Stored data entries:
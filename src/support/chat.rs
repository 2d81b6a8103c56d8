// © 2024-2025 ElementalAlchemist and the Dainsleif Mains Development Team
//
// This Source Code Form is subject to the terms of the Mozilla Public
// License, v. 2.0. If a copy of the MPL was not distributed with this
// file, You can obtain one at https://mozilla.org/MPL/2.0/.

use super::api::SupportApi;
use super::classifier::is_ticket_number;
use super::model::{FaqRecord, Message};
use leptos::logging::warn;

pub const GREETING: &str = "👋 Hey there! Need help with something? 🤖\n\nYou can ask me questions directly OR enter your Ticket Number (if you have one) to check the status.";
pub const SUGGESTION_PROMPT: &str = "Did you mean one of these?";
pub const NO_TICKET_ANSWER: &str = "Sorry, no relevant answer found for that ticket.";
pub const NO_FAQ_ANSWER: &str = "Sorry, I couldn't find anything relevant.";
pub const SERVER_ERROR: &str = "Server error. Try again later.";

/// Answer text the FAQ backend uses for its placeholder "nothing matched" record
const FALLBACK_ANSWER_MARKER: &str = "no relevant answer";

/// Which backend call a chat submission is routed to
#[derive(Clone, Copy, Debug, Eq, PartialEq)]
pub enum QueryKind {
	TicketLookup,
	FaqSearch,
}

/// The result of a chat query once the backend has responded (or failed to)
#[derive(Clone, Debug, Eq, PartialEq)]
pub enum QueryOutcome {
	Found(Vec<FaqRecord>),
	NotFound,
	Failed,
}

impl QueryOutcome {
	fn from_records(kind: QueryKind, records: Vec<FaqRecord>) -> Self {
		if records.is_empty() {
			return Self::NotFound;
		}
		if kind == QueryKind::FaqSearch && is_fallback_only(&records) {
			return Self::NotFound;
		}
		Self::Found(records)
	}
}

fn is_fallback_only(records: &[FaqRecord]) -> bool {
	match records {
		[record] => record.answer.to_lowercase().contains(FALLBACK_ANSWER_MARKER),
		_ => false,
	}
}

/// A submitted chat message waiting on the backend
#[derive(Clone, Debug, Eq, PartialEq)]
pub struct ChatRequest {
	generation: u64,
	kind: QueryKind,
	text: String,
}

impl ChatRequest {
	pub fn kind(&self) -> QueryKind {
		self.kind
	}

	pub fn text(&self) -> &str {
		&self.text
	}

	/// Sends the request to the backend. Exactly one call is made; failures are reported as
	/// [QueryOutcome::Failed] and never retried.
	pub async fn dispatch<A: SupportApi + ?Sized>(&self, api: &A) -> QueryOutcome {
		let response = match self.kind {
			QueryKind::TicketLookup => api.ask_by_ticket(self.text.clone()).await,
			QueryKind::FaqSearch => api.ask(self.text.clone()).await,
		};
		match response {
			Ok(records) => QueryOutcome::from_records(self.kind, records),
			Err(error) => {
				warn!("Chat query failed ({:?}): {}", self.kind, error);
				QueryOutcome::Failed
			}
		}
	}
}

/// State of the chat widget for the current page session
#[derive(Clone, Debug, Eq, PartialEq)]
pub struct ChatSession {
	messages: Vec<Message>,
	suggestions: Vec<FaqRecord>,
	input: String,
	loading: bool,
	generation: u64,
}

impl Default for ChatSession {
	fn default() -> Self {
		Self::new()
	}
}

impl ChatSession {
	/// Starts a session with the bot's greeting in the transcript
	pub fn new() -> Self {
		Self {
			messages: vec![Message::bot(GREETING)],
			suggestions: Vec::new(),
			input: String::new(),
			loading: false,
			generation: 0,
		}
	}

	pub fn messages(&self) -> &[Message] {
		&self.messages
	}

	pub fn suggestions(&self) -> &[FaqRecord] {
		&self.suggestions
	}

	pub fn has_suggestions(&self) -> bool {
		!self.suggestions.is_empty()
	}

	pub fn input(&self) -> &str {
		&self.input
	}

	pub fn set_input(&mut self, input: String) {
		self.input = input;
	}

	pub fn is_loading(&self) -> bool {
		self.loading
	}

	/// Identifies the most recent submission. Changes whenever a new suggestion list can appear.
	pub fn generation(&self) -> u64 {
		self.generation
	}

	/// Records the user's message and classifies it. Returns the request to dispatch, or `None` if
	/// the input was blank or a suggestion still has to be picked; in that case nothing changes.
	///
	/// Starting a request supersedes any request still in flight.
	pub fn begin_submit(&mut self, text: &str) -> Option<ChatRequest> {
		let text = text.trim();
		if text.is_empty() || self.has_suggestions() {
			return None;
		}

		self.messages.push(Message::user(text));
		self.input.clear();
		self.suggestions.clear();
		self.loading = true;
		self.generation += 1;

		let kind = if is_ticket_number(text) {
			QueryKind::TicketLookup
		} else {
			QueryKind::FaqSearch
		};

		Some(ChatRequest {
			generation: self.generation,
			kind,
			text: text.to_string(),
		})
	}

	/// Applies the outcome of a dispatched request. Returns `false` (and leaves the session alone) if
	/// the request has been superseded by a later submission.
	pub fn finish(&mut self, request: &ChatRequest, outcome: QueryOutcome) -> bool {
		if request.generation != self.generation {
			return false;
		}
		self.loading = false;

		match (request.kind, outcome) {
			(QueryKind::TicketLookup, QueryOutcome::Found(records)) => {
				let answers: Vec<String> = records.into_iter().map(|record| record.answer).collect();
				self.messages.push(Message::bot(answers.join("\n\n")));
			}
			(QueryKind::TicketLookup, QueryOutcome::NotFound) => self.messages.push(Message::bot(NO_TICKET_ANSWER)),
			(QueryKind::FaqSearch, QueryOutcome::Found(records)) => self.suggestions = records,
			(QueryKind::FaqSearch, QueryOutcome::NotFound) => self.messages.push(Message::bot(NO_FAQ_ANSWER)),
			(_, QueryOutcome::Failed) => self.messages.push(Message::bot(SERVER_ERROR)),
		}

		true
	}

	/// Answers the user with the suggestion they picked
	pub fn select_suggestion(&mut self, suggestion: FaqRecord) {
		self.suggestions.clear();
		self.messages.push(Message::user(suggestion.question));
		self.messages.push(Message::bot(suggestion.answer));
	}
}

Work task:
All lines from the start of the entries through the line where "distributed with this" sits should be duplicated exactly, with nothing else in the output.

Solved exercise:
filename src/support/chat.rs
repository 2d81b6a8103c56d8
// © 2024-2025 ElementalAlchemist and the Dainsleif Mains Development Team
//
// This Source Code Form is subject to the terms of the Mozilla Public
// License, v. 2.0. If a copy of the MPL was not distributed with this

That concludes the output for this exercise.